What were some of the biggest cultural differences and similarities you noticed between the United States and your home country during your first days in the U.S.?

For differences, I will say that, I don't know. Americans are more laid back with where you live. That's something I've—that's something I actually would like Nigerians to emulate. Because sometimes we take life too seriously. But here, people really value rest, vacations, mental health, that's very key. A lot of Nigerians don't believe in mental health. I didn't believe in mental health, until I came here. Like there's nothing too serious and that, there's no issue that you should have that's affecting you. Like if you have—my parents believe if you have a roof over your head, if you have food on the table, you have clothes on your back, you have nothing to worry about. Like you say, oh, you feel depressed? What is "depression"? Like how can you be depressed when you have food on the table? How can you have depression when you have a roof over your head, like, people have rain essentially pouring on top of their heads. So you cannot be coming to me and telling me you're depressed, that kind of thing. My parents did not believe in that. And it kind of made me also not believe in it too. I guess I was like oh, I guess I have food, I have this, I have that. So like, mental health was not like something really focused on. People [thought] it was ridiculous, like a joke. Like, Jesus Christ, it was a joke in Nigeria, like, [if you say] you're depressed, they will laugh at you. Like why are you lying, this kind of thing. It wasn't something people really looked into. If you're depressed, they'll think you're joking, that you just want us to laugh, or people will see it as a joke. Like, oh, Mom, I feel so depressed, just to make your parents laugh, you know.

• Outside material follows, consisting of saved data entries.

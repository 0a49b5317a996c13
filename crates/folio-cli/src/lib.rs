//! Folio CLI - plan and emit multi-page builds.
//!
//! The binary reads a `folio.toml` (or the `folio` field of `package.json`),
//! assembles build plans with [`folio_planner`] and emits one HTML document per
//! page with the reference [`html::HtmlEmitter`].
//!
//! # Modules
//!
//! - [`cli`] - clap argument definitions
//! - [`commands`] - `plan`, `build` and `check`
//! - [`error`] - CLI error type and miette conversion
//! - [`html`] - minijinja-based document emitter
//! - [`logger`] - tracing subscriber setup
//! - [`ui`] - terminal status messages
//!
//! # Example
//!
//! ```rust
//! use folio_cli::{error::Result, logger};
//! use folio_config::GlobalSettings;
//!
//! fn main() -> Result<()> {
//!     logger::init_logger(false, false, false, &GlobalSettings::default());
//!     // CLI command implementations...
//!     Ok(())
//! }
//! ```

pub mod cli;
pub mod commands;
pub mod error;
pub mod html;
pub mod logger;
pub mod ui;

pub use error::{CliError, Result, ResultExt};
pub use html::HtmlEmitter;
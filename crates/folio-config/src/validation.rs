//! Pluggable config validation strategies
//!
//! Separates filesystem validation (for CLI use) from schema validation (for library use).
//! The page-set checks (`validate_output_paths`, `validate_shared_entries`) are also run
//! by the planner before any plan is assembled.

use std::collections::HashMap;
use std::path::{Path, PathBuf};

use crate::config::FolioConfig;
use crate::error::{ConfigError, Result};
use crate::page::{PageDescriptor, PageRef, TemplateRef};

/// Trait for pluggable config validation strategies
pub trait ConfigValidator {
    fn validate(&self, config: &FolioConfig) -> Result<()>;
}

/// Schema-only validation (no filesystem checks)
///
/// # Example
///
/// ```
/// use folio_config::{ConfigValidator, FolioConfig, SchemaValidator};
/// use serde_json::json;
///
/// let config = FolioConfig::from_value(json!({
///     "pages": [{ "title": "Home", "entry": { "home": "home.js" } }]
/// }))
/// .unwrap();
///
/// SchemaValidator.validate(&config).unwrap();
/// ```
pub struct SchemaValidator;

impl ConfigValidator for SchemaValidator {
    fn validate(&self, config: &FolioConfig) -> Result<()> {
        let pages = config.page_descriptors()?;
        validate_output_paths(&pages)?;

        let build = &config.build;
        if build.min_shared_pages < 2 {
            return Err(ConfigError::invalid_value(
                "build.min_shared_pages",
                "a module must be used by at least 2 pages to be shared",
            ));
        }

        let mut reserved = vec![
            ("build.runtime_chunk", build.runtime_chunk.as_str()),
            ("build.vendor_chunk", build.vendor_chunk.as_str()),
        ];
        if let Some(common) = &build.common_chunk {
            reserved.push(("build.common_chunk", common.as_str()));
        }
        for (field, name) in &reserved {
            if name.trim().is_empty() {
                return Err(ConfigError::invalid_value(*field, "chunk names cannot be empty"));
            }
        }
        for (i, (field, name)) in reserved.iter().enumerate() {
            if reserved[..i].iter().any(|(_, other)| other == name) {
                return Err(ConfigError::invalid_value(
                    *field,
                    format!("chunk name '{name}' is already used by another built-in chunk"),
                ));
            }
        }

        for page in &pages {
            if let Some(chunk) = page
                .entry_chunk_names()
                .find(|chunk| reserved.iter().any(|(_, name)| name == chunk))
            {
                return Err(ConfigError::invalid_value(
                    "entry",
                    format!(
                        "{}: entry chunk '{chunk}' clashes with a built-in chunk name",
                        page.page_ref()
                    ),
                ));
            }
        }

        for external in &build.external {
            if external.trim().is_empty() {
                return Err(ConfigError::invalid_value(
                    "build.external",
                    "Remove empty strings from the 'external' array",
                ));
            }
        }

        Ok(())
    }
}

/// Filesystem validator (for CLI use)
///
/// Runs schema validation, then checks that entry modules and template files exist
/// under the project root.
pub struct FsValidator {
    root: PathBuf,
}

impl FsValidator {
    pub fn new(root: impl AsRef<Path>) -> Self {
        Self {
            root: root.as_ref().to_path_buf(),
        }
    }
}

impl ConfigValidator for FsValidator {
    fn validate(&self, config: &FolioConfig) -> Result<()> {
        SchemaValidator.validate(config)?;

        for page in config.page_descriptors()? {
            for module in page.entry_modules() {
                let path = self.root.join(module);
                if !path.exists() {
                    return Err(ConfigError::EntryNotFound { path });
                }
            }

            if let TemplateRef::Path(template) = &page.template {
                let path = self.root.join(template);
                if !path.exists() {
                    return Err(ConfigError::TemplateNotFound { path });
                }
            }
        }

        Ok(())
    }
}

/// Output paths must be unique across pages.
pub fn validate_output_paths(pages: &[PageDescriptor]) -> Result<()> {
    let mut seen: HashMap<&str, PageRef> = HashMap::with_capacity(pages.len());
    for page in pages {
        if let Some(first) = seen.insert(page.output_path.as_str(), page.page_ref()) {
            return Err(ConfigError::DuplicateOutputPath {
                path: page.output_path.to_string(),
                first,
                second: page.page_ref(),
            });
        }
    }
    Ok(())
}

/// Entry chunk names must be unique across pages once they share one plan.
pub fn validate_shared_entries(pages: &[PageDescriptor]) -> Result<()> {
    let mut owners: HashMap<&str, PageRef> = HashMap::new();
    for page in pages {
        for chunk in page.entry_chunk_names() {
            if let Some(first) = owners.insert(chunk, page.page_ref()) {
                return Err(ConfigError::EntryCollision {
                    chunk: chunk.to_string(),
                    first,
                    second: page.page_ref(),
                });
            }
        }
    }
    Ok(())
}

#[cfg(test)]
mod tests {
    use super::*;
    use crate::page::{PageDefaults, PageOptions};
    use serde_json::json;

    fn pages(options: &[PageOptions]) -> Vec<PageDescriptor> {
        options
            .iter()
            .enumerate()
            .map(|(i, o)| PageDescriptor::from_options(i, o, PageDefaults::default()).unwrap())
            .collect()
    }

    #[test]
    fn distinct_output_paths_pass() {
        let pages = pages(&[
            PageOptions::new("Demo").entry("app", "main.js"),
            PageOptions::new("Another").path("another").entry("another", "another.js"),
        ]);
        assert!(validate_output_paths(&pages).is_ok());
    }

    #[test]
    fn duplicate_output_path_names_both_pages() {
        let pages = pages(&[
            PageOptions::new("Demo").path("docs").entry("app", "main.js"),
            PageOptions::new("Again").path("./docs/").entry("again", "again.js"),
        ]);
        let err = validate_output_paths(&pages).unwrap_err();
        assert_eq!(
            err.to_string(),
            "output path 'docs' is used by both page 0 (\"Demo\") and page 1 (\"Again\")"
        );
    }

    #[test]
    fn shared_entry_collision_is_detected() {
        let pages = pages(&[
            PageOptions::new("Demo").entry("app", "main.js"),
            PageOptions::new("Another").path("another").entry("app", "another.js"),
        ]);
        let err = validate_shared_entries(&pages).unwrap_err();
        assert!(matches!(err, ConfigError::EntryCollision { ref chunk, .. } if chunk == "app"));
    }

    #[test]
    fn schema_rejects_single_page_sharing_threshold() {
        let config = FolioConfig::from_value(json!({
            "build": { "min_shared_pages": 1 },
            "pages": [{ "title": "Demo", "entry": { "app": "main.js" } }]
        }))
        .unwrap();
        assert!(matches!(
            SchemaValidator.validate(&config).unwrap_err(),
            ConfigError::InvalidValue { .. }
        ));
    }

    #[test]
    fn schema_rejects_entry_named_like_runtime() {
        let config = FolioConfig::from_value(json!({
            "pages": [{ "title": "Demo", "entry": { "runtime": "main.js" } }]
        }))
        .unwrap();
        assert!(SchemaValidator.validate(&config).is_err());
    }
}
//! Status message functions for terminal output.

use owo_colors::OwoColorize;

use super::colors_enabled;

/// Print a success message to stderr.
///
/// ```no_run
/// folio_cli::ui::success("Wrote 2 documents");
/// ```
pub fn success(message: &str) {
    if colors_enabled() {
        eprintln!("{} {}", "✓".green().bold(), message);
    } else {
        eprintln!("✓ {message}");
    }
}

/// Print an info message to stderr.
pub fn info(message: &str) {
    if colors_enabled() {
        eprintln!("{} {}", "ℹ".blue().bold(), message);
    } else {
        eprintln!("ℹ {message}");
    }
}

/// Print a warning message to stderr.
pub fn warning(message: &str) {
    if colors_enabled() {
        eprintln!("{} {}", "⚠".yellow().bold(), message.yellow());
    } else {
        eprintln!("⚠ {message}");
    }
}

/// Print an error message to stderr.
pub fn error(message: &str) {
    if colors_enabled() {
        eprintln!("{} {}", "✗".red().bold(), message.red());
    } else {
        eprintln!("✗ {message}");
    }
}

Did you face any challenges or barriers in your first days in the U.S.?

Well, yeah, one, language or accent or whatever, because I can speak English, but people just didn't understand what I said. Because of my strong Nigerian accent. So that was the first barrier. And also, like, buying things that I needed was very hard, because I didn't have like a bank account. Or an American phone number. So it was hard trying to, you know, call other people. Like, I had to make sure they had WhatsApp, because that communicates with my parents.

Did you have any presumptions about American culture that were challenged during your first days in the United States?

To be honest, I'm not sure. I don't think I really thought about it … I just believed like everything in America was just more free. Like everything in America would be more like—I feel like there's a lot of liberalism in America, so I don't know. Maybe, like, something I felt was challenging was just the idea of all this, like freedom of speech, freedom of speech. Like, anybody can be what they want to be, say whatever they want to be. So like, even if I'm against a certain thing, it shouldn't really affect people. But then I came here, and I realized, that's the opposite of the case. Like in reality, freedom of speech is just freedom of speech based on who we can trust. Based on like, you know, what people want? [How they] want to be affected. What people want to hear, basically. Even if you said something that nobody wants to hear, you're going to get backlash. Cancel culture was something so serious and I found it so annoying.

What advice would you give to other newly arrived immigrants in the United States?

Don't be surprised if people can't understand you. It doesn't mean anything is wrong with you. You're just different. Be open to trying out new things. Don't be afraid to show your culture and where you're from, like, as much as you want to fit in. It's something you should be proud of, to be different in America, to be honest. You have a different perspective. Your brain skills. Exactly. You have a lot of things to offer to America, not just America, like, oh, opportunities, opportunities. You also can give back as much as America can give to you.

* The contributor of this story has asked that their name be withheld.